#### Records to use ####
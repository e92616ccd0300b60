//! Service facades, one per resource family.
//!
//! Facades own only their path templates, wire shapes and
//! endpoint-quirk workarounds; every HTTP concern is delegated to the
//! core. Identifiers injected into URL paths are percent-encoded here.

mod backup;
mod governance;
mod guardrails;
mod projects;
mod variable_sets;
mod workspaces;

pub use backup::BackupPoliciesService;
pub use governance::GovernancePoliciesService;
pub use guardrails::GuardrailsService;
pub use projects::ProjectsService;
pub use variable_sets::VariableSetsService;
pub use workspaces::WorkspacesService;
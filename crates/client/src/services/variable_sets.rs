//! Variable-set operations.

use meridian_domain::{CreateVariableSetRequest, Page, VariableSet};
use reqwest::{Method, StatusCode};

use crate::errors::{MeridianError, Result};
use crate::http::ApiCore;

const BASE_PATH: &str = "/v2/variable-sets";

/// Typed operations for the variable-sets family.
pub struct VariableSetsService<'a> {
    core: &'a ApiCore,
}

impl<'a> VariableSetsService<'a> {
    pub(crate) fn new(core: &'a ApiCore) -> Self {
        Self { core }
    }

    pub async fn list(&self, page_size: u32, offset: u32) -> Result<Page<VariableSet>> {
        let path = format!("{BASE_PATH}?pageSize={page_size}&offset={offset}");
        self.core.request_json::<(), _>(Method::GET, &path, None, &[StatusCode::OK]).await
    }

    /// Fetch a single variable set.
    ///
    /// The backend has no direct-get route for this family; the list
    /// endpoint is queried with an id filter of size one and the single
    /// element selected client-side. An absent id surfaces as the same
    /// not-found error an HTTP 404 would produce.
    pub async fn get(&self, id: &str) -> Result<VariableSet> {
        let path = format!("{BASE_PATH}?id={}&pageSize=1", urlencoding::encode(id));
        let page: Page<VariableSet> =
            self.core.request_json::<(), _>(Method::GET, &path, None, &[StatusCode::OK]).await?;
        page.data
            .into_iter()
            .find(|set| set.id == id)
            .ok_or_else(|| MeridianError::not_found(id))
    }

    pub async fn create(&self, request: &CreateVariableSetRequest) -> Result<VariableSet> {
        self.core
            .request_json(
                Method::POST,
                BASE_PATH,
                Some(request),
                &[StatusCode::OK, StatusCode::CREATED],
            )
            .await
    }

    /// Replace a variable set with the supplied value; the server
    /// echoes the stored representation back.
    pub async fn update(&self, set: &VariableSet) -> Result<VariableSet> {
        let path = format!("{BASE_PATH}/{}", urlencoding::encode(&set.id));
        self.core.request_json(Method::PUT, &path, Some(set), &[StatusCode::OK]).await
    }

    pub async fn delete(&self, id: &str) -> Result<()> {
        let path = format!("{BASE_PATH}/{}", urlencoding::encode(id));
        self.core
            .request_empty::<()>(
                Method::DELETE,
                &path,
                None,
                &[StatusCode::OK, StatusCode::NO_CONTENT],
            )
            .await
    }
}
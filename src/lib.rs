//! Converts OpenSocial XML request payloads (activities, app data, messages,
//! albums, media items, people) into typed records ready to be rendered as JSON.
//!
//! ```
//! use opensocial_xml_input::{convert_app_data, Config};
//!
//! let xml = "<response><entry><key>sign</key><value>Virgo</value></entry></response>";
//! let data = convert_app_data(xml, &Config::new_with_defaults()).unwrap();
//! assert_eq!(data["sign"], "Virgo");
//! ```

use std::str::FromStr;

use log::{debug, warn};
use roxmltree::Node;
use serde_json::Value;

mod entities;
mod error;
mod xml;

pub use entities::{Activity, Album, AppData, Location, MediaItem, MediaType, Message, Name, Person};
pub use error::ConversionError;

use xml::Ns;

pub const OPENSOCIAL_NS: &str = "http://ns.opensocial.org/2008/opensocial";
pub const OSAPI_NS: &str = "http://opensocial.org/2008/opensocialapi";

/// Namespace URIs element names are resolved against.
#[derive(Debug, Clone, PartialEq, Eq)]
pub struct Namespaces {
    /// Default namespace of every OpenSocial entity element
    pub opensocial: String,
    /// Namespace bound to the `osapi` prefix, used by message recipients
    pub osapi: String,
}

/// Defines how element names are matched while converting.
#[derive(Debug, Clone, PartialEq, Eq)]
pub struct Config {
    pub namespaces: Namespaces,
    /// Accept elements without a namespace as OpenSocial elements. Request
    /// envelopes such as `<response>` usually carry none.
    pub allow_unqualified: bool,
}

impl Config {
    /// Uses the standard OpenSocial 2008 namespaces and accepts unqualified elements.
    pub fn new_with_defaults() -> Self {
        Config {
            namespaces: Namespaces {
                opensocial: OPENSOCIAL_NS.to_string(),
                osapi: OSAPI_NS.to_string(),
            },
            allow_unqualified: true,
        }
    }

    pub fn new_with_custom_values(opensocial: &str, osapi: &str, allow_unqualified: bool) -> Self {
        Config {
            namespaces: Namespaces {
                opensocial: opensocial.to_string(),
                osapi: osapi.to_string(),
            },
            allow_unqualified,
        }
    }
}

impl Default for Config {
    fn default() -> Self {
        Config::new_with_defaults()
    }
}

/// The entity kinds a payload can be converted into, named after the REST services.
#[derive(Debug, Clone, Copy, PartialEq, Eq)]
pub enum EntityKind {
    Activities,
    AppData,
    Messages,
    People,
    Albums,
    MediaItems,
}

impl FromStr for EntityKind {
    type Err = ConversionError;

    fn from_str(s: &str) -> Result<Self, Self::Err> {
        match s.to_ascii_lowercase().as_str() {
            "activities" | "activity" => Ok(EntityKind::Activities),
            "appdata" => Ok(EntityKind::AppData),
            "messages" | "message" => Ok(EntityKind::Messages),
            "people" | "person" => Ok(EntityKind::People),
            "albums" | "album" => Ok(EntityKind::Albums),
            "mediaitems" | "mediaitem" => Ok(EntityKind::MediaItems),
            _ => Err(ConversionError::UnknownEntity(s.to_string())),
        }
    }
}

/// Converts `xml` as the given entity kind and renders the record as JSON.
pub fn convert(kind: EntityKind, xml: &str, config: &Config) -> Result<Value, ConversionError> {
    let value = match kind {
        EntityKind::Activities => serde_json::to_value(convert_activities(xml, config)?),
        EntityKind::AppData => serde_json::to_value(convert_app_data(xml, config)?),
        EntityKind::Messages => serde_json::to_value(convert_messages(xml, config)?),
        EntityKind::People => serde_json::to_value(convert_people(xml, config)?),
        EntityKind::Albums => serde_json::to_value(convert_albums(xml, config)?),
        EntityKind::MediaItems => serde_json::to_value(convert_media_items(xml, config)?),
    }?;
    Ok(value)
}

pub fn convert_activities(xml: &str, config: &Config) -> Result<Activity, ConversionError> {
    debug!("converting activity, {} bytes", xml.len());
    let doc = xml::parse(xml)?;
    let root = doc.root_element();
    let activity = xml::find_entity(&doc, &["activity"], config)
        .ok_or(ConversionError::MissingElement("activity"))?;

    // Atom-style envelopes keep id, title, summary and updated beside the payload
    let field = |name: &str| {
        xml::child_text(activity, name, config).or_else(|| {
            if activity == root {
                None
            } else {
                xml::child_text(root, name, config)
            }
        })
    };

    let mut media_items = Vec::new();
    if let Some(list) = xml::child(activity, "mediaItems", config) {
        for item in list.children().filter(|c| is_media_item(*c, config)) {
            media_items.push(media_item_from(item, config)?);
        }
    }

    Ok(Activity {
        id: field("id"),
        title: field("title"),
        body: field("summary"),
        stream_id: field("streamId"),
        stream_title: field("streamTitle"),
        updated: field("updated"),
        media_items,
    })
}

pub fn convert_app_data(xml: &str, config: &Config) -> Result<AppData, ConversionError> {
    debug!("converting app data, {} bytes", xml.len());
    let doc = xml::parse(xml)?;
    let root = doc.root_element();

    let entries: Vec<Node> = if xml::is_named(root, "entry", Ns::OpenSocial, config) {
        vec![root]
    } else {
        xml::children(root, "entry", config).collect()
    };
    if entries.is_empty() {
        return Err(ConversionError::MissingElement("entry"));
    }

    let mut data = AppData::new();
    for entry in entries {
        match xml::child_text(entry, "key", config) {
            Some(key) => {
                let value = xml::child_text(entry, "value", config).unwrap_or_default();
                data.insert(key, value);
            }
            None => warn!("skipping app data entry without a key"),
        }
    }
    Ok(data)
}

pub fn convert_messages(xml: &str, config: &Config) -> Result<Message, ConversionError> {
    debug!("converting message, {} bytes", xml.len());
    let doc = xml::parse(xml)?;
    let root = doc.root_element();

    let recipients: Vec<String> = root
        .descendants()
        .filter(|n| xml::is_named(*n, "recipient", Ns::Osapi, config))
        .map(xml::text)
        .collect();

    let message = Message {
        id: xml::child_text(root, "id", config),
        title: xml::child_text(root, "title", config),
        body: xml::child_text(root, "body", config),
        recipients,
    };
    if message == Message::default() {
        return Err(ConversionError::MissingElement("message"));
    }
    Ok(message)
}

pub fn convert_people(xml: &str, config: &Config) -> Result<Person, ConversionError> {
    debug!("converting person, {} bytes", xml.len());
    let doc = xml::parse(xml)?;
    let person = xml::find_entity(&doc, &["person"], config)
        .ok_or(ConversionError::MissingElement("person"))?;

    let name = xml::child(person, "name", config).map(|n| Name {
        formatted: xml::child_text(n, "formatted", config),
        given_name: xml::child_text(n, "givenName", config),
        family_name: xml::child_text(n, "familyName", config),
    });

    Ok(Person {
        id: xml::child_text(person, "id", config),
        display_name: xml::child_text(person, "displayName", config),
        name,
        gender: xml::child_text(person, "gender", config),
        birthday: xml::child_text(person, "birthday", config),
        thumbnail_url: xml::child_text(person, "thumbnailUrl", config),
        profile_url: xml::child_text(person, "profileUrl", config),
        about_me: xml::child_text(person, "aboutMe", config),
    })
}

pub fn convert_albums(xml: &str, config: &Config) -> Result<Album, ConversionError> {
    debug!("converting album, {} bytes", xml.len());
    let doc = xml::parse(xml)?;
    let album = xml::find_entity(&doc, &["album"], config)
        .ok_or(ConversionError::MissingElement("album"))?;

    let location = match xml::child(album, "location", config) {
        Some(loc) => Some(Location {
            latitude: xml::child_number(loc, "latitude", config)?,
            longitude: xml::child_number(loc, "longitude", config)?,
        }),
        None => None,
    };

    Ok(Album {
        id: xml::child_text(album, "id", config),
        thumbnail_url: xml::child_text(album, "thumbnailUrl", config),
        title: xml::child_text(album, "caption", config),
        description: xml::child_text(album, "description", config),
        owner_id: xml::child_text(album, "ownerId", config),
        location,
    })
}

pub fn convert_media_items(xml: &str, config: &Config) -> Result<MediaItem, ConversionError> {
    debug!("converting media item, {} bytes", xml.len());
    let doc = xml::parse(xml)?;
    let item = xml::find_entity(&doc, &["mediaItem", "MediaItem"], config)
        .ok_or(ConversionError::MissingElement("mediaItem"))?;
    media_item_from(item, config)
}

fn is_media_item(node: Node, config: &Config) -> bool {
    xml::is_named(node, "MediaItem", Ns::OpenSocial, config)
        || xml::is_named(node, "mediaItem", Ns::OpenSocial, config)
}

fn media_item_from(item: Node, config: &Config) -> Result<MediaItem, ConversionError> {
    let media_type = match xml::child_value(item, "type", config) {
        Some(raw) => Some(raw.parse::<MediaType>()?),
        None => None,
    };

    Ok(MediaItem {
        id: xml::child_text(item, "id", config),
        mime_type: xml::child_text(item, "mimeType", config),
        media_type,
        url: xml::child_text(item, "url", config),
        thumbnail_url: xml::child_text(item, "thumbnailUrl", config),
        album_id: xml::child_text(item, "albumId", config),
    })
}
####
#### Records to use ####
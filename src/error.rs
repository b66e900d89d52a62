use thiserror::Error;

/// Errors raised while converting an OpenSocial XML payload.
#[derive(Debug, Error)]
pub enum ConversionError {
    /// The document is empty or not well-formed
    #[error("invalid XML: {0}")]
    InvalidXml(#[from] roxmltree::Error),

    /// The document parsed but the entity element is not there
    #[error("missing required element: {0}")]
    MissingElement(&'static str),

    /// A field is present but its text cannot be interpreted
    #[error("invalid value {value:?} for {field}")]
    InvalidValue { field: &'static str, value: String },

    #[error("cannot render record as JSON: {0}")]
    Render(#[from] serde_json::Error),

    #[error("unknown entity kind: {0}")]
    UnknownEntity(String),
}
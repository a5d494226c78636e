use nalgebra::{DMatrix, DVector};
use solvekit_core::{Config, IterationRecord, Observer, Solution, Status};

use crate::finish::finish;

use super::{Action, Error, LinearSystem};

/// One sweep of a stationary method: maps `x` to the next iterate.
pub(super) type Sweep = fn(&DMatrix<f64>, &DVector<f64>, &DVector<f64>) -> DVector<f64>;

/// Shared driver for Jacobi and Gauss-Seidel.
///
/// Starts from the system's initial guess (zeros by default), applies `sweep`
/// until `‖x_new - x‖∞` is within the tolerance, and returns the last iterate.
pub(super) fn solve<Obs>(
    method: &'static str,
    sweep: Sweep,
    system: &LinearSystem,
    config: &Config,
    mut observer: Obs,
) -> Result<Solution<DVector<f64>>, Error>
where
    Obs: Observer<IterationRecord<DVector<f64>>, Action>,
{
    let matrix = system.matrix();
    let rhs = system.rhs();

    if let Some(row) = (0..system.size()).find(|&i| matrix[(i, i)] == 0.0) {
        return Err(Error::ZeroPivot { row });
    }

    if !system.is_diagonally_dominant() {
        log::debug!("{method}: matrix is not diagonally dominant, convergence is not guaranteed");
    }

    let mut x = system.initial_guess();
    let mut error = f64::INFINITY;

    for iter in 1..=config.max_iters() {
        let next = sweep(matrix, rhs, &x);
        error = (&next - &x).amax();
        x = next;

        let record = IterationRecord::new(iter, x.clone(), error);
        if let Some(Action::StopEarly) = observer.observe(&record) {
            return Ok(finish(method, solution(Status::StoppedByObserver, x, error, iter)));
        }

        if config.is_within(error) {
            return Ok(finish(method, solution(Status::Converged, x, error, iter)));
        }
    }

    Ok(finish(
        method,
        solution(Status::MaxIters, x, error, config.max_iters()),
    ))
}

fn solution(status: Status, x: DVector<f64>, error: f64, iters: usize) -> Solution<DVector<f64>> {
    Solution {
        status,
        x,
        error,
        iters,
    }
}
####
#### Records to use ####
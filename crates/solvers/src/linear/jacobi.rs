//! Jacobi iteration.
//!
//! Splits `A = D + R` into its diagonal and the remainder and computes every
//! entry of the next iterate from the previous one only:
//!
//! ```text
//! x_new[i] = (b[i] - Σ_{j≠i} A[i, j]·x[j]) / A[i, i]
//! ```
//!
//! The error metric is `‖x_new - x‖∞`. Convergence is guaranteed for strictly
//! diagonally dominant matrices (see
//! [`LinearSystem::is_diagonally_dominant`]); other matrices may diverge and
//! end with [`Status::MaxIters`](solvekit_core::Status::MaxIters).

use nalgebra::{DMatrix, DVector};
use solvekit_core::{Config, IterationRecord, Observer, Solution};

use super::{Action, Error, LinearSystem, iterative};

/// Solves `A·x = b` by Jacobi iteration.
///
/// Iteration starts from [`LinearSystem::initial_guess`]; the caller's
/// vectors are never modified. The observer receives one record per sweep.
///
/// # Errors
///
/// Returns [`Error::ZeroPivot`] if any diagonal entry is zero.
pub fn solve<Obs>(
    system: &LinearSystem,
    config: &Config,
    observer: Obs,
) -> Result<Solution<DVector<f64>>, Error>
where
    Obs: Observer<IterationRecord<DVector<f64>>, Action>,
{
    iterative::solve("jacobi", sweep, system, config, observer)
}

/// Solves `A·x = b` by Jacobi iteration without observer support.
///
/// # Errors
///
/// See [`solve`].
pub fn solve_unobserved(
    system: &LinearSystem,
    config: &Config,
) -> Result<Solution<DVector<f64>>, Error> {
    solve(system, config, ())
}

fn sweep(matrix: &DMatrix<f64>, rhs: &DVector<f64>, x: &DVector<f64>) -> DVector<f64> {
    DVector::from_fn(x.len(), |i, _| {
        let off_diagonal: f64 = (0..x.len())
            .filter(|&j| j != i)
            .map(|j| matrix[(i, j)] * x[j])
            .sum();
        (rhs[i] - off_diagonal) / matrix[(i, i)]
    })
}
####
● Assignment: Pull out all lines in the data above that include "matrices".

● Written answer:
//! diagonally dominant matrices (see
//! [`LinearSystem::is_diagonally_dominant`]); other matrices may diverge and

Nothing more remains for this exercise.